Introduction

History

  • \(t\) test, ANOVA, regression are all (part of) the same thing, the general linear model
  • “linear model” (lm in R), to distinguish it from the generalized linear model (glm)
  • foundation of many other statistical methods

Cheat sheet

Basic theory

Assumptions

  • Independence
  • Response (dependent) variables are linear functions of predictor (derived) variables, in turn based on input (observed, “independent”) variables
  • One or more predictor variables per input variable
  • Estimate a parameter for the effect of each predictor variable
  • Errors or residuals have constant variance and are Normally distributed
  • In other words, the difference between our model predictions and our observations is Normal
  • not assuming the marginal distribution is Normal
  • (Predictor variables measured without error)

Marginal vs conditional distributions

Marginal vs conditional distributions

Linear or non-linear models?

  • \(y = a + b x\)
  • \(y = a + b x + c x^2 + d x^3\)
  • \(y = \frac{a}{b+x}\)
  • \(y = a + b \log(x)\)
  • \(y = \log(a + b x)\)
  • \(y = a x^b\)
  • \(\log(y) = a + b \log(x)\)

Machinery

  • Least squares fit - minimize the squared differences between predictions and observations
  • lots of nice properties (variance partitioning etc.)
  • Solution is computationally easy (linear algebra)
  • Sensitive to some violations of assumptions - e.g. outliers have a strong effect

One-parameter variables

  • Continuous predictor: straight line, one parameter
  • \(Y = a+bX\): \(Y\) is the response, \(X\) is the input variable
    (\(b\) is the slope - expected change in \(Y\) per unit change in \(X\))
  • Categorical predictor with two categories: one parameter
    • difference in predicted value between levels, or code the categories as 0, 1 … (dummy variables)
  • Parameters are (usually) easy to interpret
  • can get \(p\)-values, CIs for each parameter

Multi-parameter variables

  • Often have have several predictor variables (parameters) associated with each input variable
  • Non-linear response to an input variable
    • Linear models can work for non-linear responses! e.g. \(Y = a + bX + cX^2\) (predictor vars \(\{1, X, X^2 \}\))
      • For complex smooth curves better to use splines (splines::ns(), or mgcv package)
  • Categorical variables with \(>2\) levels
    • Why can’t we just code them, for example as 0, 1, 2?
    • dummy variables or contrasts

Effect sizes/\(p\)-values for multi-parameter variables

  • If you’re just trying to control for it, include it in the model and then ignore it!
  • Otherwise, you can (and should) get a \(p\) value for the variable as a whole (it’s not in summary() output)
  • But we can only get CIs on the parameters — and there are different ways to parameterize (contrasts)
    • If you do have (a) clear scientific question(s), you can set up contrasts that allow you to test it/them (we can help)
    • If you must, do pairwise comparisons, test each pair of variables for differences and make an aabbc list (more later)

Interactions

  • Interactions allow the value of one predictor to affect the relationship between another predictor and the response variable
  • Interpreting main effects in the presence of interactions is tricky (principle of marginality)
  • Estimated effect of \(A\) depends on baseline value of \(B\): pick a fixed point (Schielzeth 2010), or average in some way
  • Example: \(Y = a + b_1 X_1 + b_2 X_2 + b_{12} X_1 X_2\)
  • The response to \(X_1\) is \(Y = (a+b_2 X_2) + (b_1+b_{12}X_2) X_1\) the response to \(X_1\) depends on the value of \(X_2\).

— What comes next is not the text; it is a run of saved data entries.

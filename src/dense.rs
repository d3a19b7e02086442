use std::sync::Arc;

use log::debug;

use crate::{
    arena::Arena,
    key::Key,
    node::{Edges, Node, NodeRef, FROZEN},
};

/// Copies a tree into nodes that are all allocated before the copy starts.
///
/// Node slots are handed out in the order they were allocated, which is the
/// depth first order of the copy. The number of nodes and edges is known up
/// front, so running out of either means the tree changed under the copy,
/// which is a bug.
struct DenseCopy<V> {
    nodes: Arena<NodeRef<V>>,
    edges: usize,
}

pub(crate) fn dense_copy<V: Clone>(root: &Node<V>) -> NodeRef<V> {
    let count = root.count();
    debug!("dense copy of {} nodes", count);
    let mut copy = DenseCopy {
        nodes: Arena::default(),
        edges: count - 1,
    };
    let key = Key::empty();
    copy.nodes
        .reserve_with(count, || Arc::new(Node::blank(key.clone(), FROZEN)));
    let res = copy.node(root);
    debug_assert_eq!(copy.nodes.remaining(), 0);
    debug_assert_eq!(copy.edges, 0);
    res
}

impl<V: Clone> DenseCopy<V> {
    fn node(&mut self, node: &Node<V>) -> NodeRef<V> {
        let mut res = self
            .nodes
            .alloc()
            .expect("dense copy ran out of preallocated nodes");
        let edges = self.edges(&node.edges);
        let target = Arc::get_mut(&mut res).expect("preallocated node is shared");
        target.key = node.key.clone();
        target.value = node.value.clone();
        target.edges = edges;
        res
    }

    fn edges(&mut self, edges: &[NodeRef<V>]) -> Edges<V> {
        assert!(
            edges.len() <= self.edges,
            "dense copy ran out of preallocated edges"
        );
        self.edges -= edges.len();
        let mut res = Edges::with_capacity(edges.len());
        for child in edges {
            res.push(self.node(child));
        }
        res
    }
}
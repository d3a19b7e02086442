use std::{collections::VecDeque, iter};

/// A typed slot allocator.
///
/// Slots are built up front in one batch and handed out one at a time, in the
/// order they were built. Each slot is still its own value, so reserving moves
/// the allocations ahead of time rather than packing them into one block.
/// Once the arena is exhausted `alloc` returns `None` and the caller falls
/// back to the heap; those fallbacks are counted.
#[derive(Debug)]
pub(crate) struct Arena<T> {
    slots: VecDeque<T>,
    handed_out: usize,
    misses: usize,
}

impl<T> Default for Arena<T> {
    fn default() -> Self {
        Self {
            slots: VecDeque::new(),
            handed_out: 0,
            misses: 0,
        }
    }
}

impl<T> Arena<T> {
    /// Add `n` slots built by `f`
    pub fn reserve_with(&mut self, n: usize, f: impl FnMut() -> T) {
        self.slots.reserve(n);
        self.slots.extend(iter::repeat_with(f).take(n));
    }

    pub fn alloc(&mut self) -> Option<T> {
        match self.slots.pop_front() {
            Some(slot) => {
                self.handed_out += 1;
                Some(slot)
            }
            None => {
                self.misses += 1;
                None
            }
        }
    }

    pub fn remaining(&self) -> usize {
        self.slots.len()
    }

    pub fn handed_out(&self) -> usize {
        self.handed_out
    }

    pub fn misses(&self) -> usize {
        self.misses
    }

    /// Drop all unused slots, keeping the counters
    pub fn release(&mut self) -> usize {
        let unused = self.slots.len();
        self.slots = VecDeque::new();
        unused
    }
}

Example (nlme::Orthodont data)

An experimental example

  • You want to know whether (how!) a drug treatment changes the metabolism of some rabbits
  • You’re using adult, prime-aged rabbits and keeping them under controlled conditions, so you don’t expect their metabolism to change without the drug.
    • Not good enough!
  • You also introduce some control rabbits and treat them exactly the same, including giving them fake pills. You find no significant change in the metabolism of the control rabbits through time
    • Still not good enough! Why?

Testing interactions

  • Use an interaction: \[ M = a + B_x X + B_t t + B_{xt} Xt \]
  • The interaction term \(B_{xt}\) represents the difference in the response between the two groups.
  • It asks: how different are the changes in the treatment group from the changes in the control group?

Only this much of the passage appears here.